L’avventura di Marcelo Brozović in Arabia Saudita si è conclusa, ma il suo futuro sarà ancora in Medio Oriente. Il centrocampista croato ha firmato ufficialmente un contratto con l’Al-Sadd, prestigioso club del campionato del Qatar. L’operazione è stata completata a parametro zero, dato che il giocatore si era svincolato dall’Al-Nassr alla scadenza naturale del suo accordo, lo scorso 30 giugno.

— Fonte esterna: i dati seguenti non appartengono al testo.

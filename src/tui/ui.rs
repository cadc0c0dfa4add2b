use ratatui::Frame;
use ratatui::layout::{Constraint, Layout, Rect};
use ratatui::style::{Color, Modifier, Style};
use ratatui::widgets::{Block, Paragraph, Wrap};

use crate::core::state::App;
use crate::tui::component::Component;
use crate::tui::components::{
    INPUT_HEIGHT, MessageList, PANEL_WIDTH, SettingsPanel, TitleBar,
};
use crate::tui::{InputMode, TuiState};

/// Height of the error banner, borders included.
const ERROR_HEIGHT: u16 = 3;
/// Below this width the settings panel is hidden.
const MIN_WIDTH_FOR_PANEL: u16 = 80;

struct Areas {
    title: Rect,
    error: Option<Rect>,
    messages: Rect,
    input: Rect,
    panel: Option<Rect>,
}

fn split_areas(area: Rect, has_error: bool) -> Areas {
    use Constraint::{Length, Min};

    let [title, body] = Layout::vertical([Length(1), Min(0)]).areas(area);

    let (main, panel) = if body.width >= MIN_WIDTH_FOR_PANEL {
        let [main, panel] = Layout::horizontal([Min(0), Length(PANEL_WIDTH)]).areas(body);
        (main, Some(panel))
    } else {
        (body, None)
    };

    let error_height = if has_error { ERROR_HEIGHT } else { 0 };
    let [error, messages, input] =
        Layout::vertical([Length(error_height), Min(0), Length(INPUT_HEIGHT)]).areas(main);

    Areas {
        title,
        error: has_error.then_some(error),
        messages,
        input,
        panel,
    }
}

pub fn draw_ui(frame: &mut Frame, app: &App, tui: &mut TuiState) {
    let areas = split_areas(frame.area(), app.error.is_some());

    let mut title_bar = TitleBar::new(
        app.session.config.model.id().to_string(),
        app.status_message.clone(),
        tui.message_list.has_unseen_content(),
        app.is_loading,
    );
    title_bar.render(frame, areas.title);

    if let (Some(area), Some(message)) = (areas.error, app.error.as_deref()) {
        draw_error_banner(frame, area, message);
    }

    let conversation = app.session.conversation();
    MessageList::new(
        &mut tui.message_list,
        conversation.messages(),
        conversation.epoch(),
        app.reveal.as_deref(),
        tui.pulse_value,
    )
    .render(frame, areas.messages);

    tui.input_box.masked = tui.input_mode == InputMode::Credential;
    tui.input_box.disabled = app.is_loading && tui.input_mode == InputMode::Chat;
    tui.input_box.render(frame, areas.input);

    if let Some(panel_area) = areas.panel {
        SettingsPanel::from_config(&app.session.config, app.topic_filter).render(frame, panel_area);
    }
}

fn draw_error_banner(frame: &mut Frame, area: Rect, message: &str) {
    let style = Style::default().fg(Color::Red);
    let banner = Paragraph::new(message)
        .block(
            Block::bordered()
                .border_type(ratatui::widgets::BorderType::Rounded)
                .border_style(style.add_modifier(Modifier::BOLD))
                .title("Error"),
        )
        .style(style)
        .wrap(Wrap { trim: true });
    frame.render_widget(banner, area);
}

/// Given a screen Y coordinate, find which message index (if any) is under it.
pub fn hit_test_message(
    screen_y: u16,
    frame_area: Rect,
    has_error: bool,
    scroll_offset_y: u16,
    prefix_heights: &[u16],
) -> Option<usize> {
    let messages = split_areas(frame_area, has_error).messages;
    if screen_y < messages.y || screen_y >= messages.y + messages.height {
        return None;
    }

    let content_y = (screen_y - messages.y) + scroll_offset_y;
    let idx = prefix_heights.partition_point(|&end| end <= content_y);
    (idx < prefix_heights.len()).then_some(idx)
}
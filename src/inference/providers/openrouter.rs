//! OpenRouter provider using the Chat Completions API.
//!
//! One POST per attempt, no server-side streaming: the whole completion is
//! received before anything is shown. Pacing of the on-screen reveal happens
//! later in the pipeline.

use std::time::Duration;

use async_trait::async_trait;
use log::{debug, info, warn};
use serde::{Deserialize, Serialize};

use crate::inference::{CompletionProvider, CompletionRequest, Message, ProviderError, Role};

pub const DEFAULT_BASE_URL: &str = "https://openrouter.ai/api/v1";

/// Sent as `HTTP-Referer` and `X-Title` so the app shows up in OpenRouter rankings.
const APP_REFERER: &str = "https://sneaker-bot.streamlit.app";
const APP_TITLE: &str = "Ultimate Sneaker Bot";

// ============================================================================
// Chat Completions API Types
// ============================================================================

#[derive(Serialize, Debug)]
struct WireMessage<'a> {
    role: Role,
    content: &'a str,
}

#[derive(Serialize, Debug)]
struct ResponseFormat {
    #[serde(rename = "type")]
    kind: &'static str,
}

/// The request body for `/chat/completions`
#[derive(Serialize, Debug)]
struct ChatRequest<'a> {
    model: &'a str,
    messages: Vec<WireMessage<'a>>,
    temperature: f32,
    response_format: ResponseFormat,
}

#[derive(Deserialize, Debug)]
struct ChatResponse {
    #[serde(default)]
    choices: Vec<Choice>,
}

#[derive(Deserialize, Debug)]
struct Choice {
    message: ChoiceMessage,
}

#[derive(Deserialize, Debug)]
struct ChoiceMessage {
    #[serde(default)]
    content: Option<String>,
}

// ============================================================================
// Translation Layer
// ============================================================================

/// Builds the wire message list: system prompt first, then the history as-is.
fn request_to_messages<'a>(system_prompt: &'a str, history: &'a [Message]) -> Vec<WireMessage<'a>> {
    std::iter::once(WireMessage {
        role: Role::System,
        content: system_prompt,
    })
    .chain(history.iter().map(|m| WireMessage {
        role: m.role,
        content: &m.content,
    }))
    .collect()
}

/// Extracts `choices[0].message.content` from a response body.
fn parse_completion(body: &str) -> Result<String, ProviderError> {
    let parsed: ChatResponse = serde_json::from_str(body)
        .map_err(|e| ProviderError::Parse(format!("invalid JSON body: {e}")))?;

    parsed
        .choices
        .into_iter()
        .next()
        .ok_or_else(|| ProviderError::Parse("response contains no choices".to_string()))?
        .message
        .content
        .ok_or_else(|| ProviderError::Parse("first choice has no message content".to_string()))
}

fn classify_reqwest_error(e: reqwest::Error) -> ProviderError {
    if e.is_timeout() {
        ProviderError::Timeout
    } else if e.is_builder() {
        ProviderError::Config(e.to_string())
    } else {
        ProviderError::Network(e.to_string())
    }
}

// ============================================================================
// Provider Implementation
// ============================================================================

/// OpenRouter API provider using Chat Completions
pub struct OpenRouterProvider {
    base_url: String,
    client: reqwest::Client,
}

impl OpenRouterProvider {
    /// Creates a new OpenRouter provider.
    ///
    /// # Arguments
    /// * `base_url` - Optional custom base URL (defaults to OpenRouter's API)
    /// * `timeout` - Upper bound for a single request, connect through body
    pub fn new(base_url: Option<String>, timeout: Duration) -> Result<Self, ProviderError> {
        let client = reqwest::Client::builder()
            .timeout(timeout)
            .build()
            .map_err(|e| ProviderError::Config(format!("failed to build HTTP client: {e}")))?;

        Ok(Self {
            base_url: base_url
                .unwrap_or_else(|| DEFAULT_BASE_URL.to_string())
                .trim_end_matches('/')
                .to_string(),
            client,
        })
    }
}

#[async_trait]
impl CompletionProvider for OpenRouterProvider {
    fn name(&self) -> &str {
        "openrouter"
    }

    async fn complete(&self, request: &CompletionRequest) -> Result<String, ProviderError> {
        let body = ChatRequest {
            model: &request.model,
            messages: request_to_messages(&request.system_prompt, &request.messages),
            temperature: request.temperature,
            response_format: ResponseFormat { kind: "text" },
        };

        let json_body = serde_json::to_string(&body)
            .map_err(|e| ProviderError::Config(format!("Request serialization failed: {e}")))?;

        info!(
            "OpenRouter chat request: model={}, message_count={}, temperature={}",
            request.model,
            body.messages.len(),
            request.temperature
        );
        debug!("Raw OpenRouter Request: {}", json_body);

        let response = self
            .client
            .post(format!("{}/chat/completions", self.base_url))
            .bearer_auth(request.credential.expose())
            .header("Content-Type", "application/json")
            .header("HTTP-Referer", APP_REFERER)
            .header("X-Title", APP_TITLE)
            .body(json_body)
            .send()
            .await
            .map_err(classify_reqwest_error)?;

        debug!("OpenRouter response status: {}", response.status());

        if !response.status().is_success() {
            let status = response.status().as_u16();
            let err_body = response
                .text()
                .await
                .unwrap_or_else(|_| "unknown error".to_string());
            warn!("OpenRouter API error: {} - {}", status, err_body);
            return Err(ProviderError::Api {
                status,
                message: err_body,
            });
        }

        let text = response.text().await.map_err(classify_reqwest_error)?;
        debug!("OpenRouter response body: {} bytes", text.len());

        parse_completion(&text).inspect_err(|e| warn!("Unusable OpenRouter response: {e}"))
    }
}
//! Simulated streaming: shows an already-complete reply word by word.

use std::time::Duration;

/// Appended to every intermediate frame.
pub const CURSOR_GLYPH: char = '▌';

/// Where a turn's output goes while it is being shown.
pub trait RevealSink: Send {
    /// Replaces the in-progress reply with `frame`.
    fn show(&mut self, frame: &str);

    /// Shows a failure in place of the reply.
    fn error(&mut self, message: &str);
}

/// Reveals `text` one whitespace-separated token at a time, pausing `pace`
/// after each frame. Returns the final frame (tokens joined by single spaces,
/// with a trailing space).
///
/// Line breaks are not kept in frames. Callers record the formatted text.
pub async fn reveal(text: &str, pace: Duration, sink: &mut dyn RevealSink) -> String {
    let mut buffer = String::with_capacity(text.len() + 1);

    for token in text.split_whitespace() {
        buffer.push_str(token);
        buffer.push(' ');
        sink.show(&format!("{buffer}{CURSOR_GLYPH}"));
        if !pace.is_zero() {
            tokio::time::sleep(pace).await;
        }
    }

    sink.show(&buffer);
    buffer
}
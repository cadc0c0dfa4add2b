use ratatui::Frame;
use ratatui::layout::Rect;

/// A reusable UI component.
///
/// Components receive data via props (struct fields), may hold internal
/// state, and render into a `Rect` of the frame.
///
/// `render` takes `&mut self` so components can update layout caches and
/// scroll state during the render pass, like Ratatui's `StatefulWidget`.
pub trait Component {
    fn render(&mut self, frame: &mut Frame, area: Rect);
}

/// A component that handles terminal events.
pub trait EventHandler {
    /// The type of high-level event this component emits.
    type Event;

    /// Handle a low-level `TuiEvent` and optionally return a high-level event.
    fn handle_event(&mut self, event: &super::event::TuiEvent) -> Option<Self::Event>;
}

Questa firma mette la parola fine alle numerose voci di mercato che lo avevano accostato a un clamoroso ritorno in Serie A. Nelle scorse settimane, diverse squadre italiane avevano manifestato interesse per il regista classe 1992, approfittando della sua condizione di free agent. Club come la Juventus e la Lazio, in cerca di esperienza e qualità a centrocampo, avevano sondato il terreno per riportarlo in Italia, dove ha lasciato un ottimo ricordo.
Anche la Fiorentina aveva valutato il suo profilo per rinforzare la mediana, ma le richieste economiche e la volontà del giocatore di esplorare nuovi campionati hanno indirizzato la trattativa altrove. Alla fine, l’offerta dell’Al-Sadd si è rivelata la più convincente, sia dal punto di vista economico sia per il progetto sportivo presentato.
Nel suo nuovo club, Brozović troverà un ambiente competitivo e una vecchia conoscenza del calcio italiano. L’Al-Sadd ha infatti da poco ingaggiato anche il difensore Alessio Romagnoli, reduce dall’esperienza con la Lazio. La squadra è guidata dal tecnico romeno Răzvan Lucescu, figlio del celebre Mircea, che punta a costruire una rosa di livello internazionale per dominare in Qatar e farsi notare nelle competizioni continentali asiatiche.
Il trasferimento in Qatar segue una breve ma intensa parentesi in Arabia Saudita con la maglia dell’Al-Nassr, dove Brozović ha contribuito alla vittoria del campionato. Nonostante il successo, il suo contratto non è stato rinnovato, aprendo le porte a una nuova avventura. Oltre ai club italiani, sulle sue tracce si erano mossi anche altri club arabi, come l’Al-Ittihad, e la squadra turca del Trabzonspor, a testimonianza di un profilo ancora molto apprezzato sul mercato internazionale.
Marcelo Brozović è universalmente riconosciuto come uno dei migliori registi bassi della sua generazione, un metronomo capace di dettare i tempi di gioco con precisione e visione. La sua carriera è decollata in patria con le maglie di Hrvatski Dragovoljac, Lokomotiva e Dinamo Zagabria, prima del grande salto all’Inter. In nerazzurro è diventato un pilastro, contribuendo in modo decisivo alla conquista dello Scudetto nella stagione 2020-2021 e raggiungendo una finale di Champions League.
Parallelamente, ha costruito una carriera straordinaria con la nazionale croata, con cui ha disputato due finali dei Mondiali, conquistando un argento nel 2018 e un bronzo nel 2022. La sua scelta di proseguire la carriera in Qatar segna un ulteriore passo nella globalizzazione del calcio, con i campionati mediorientali sempre più capaci di attrarre talenti di caratura mondiale.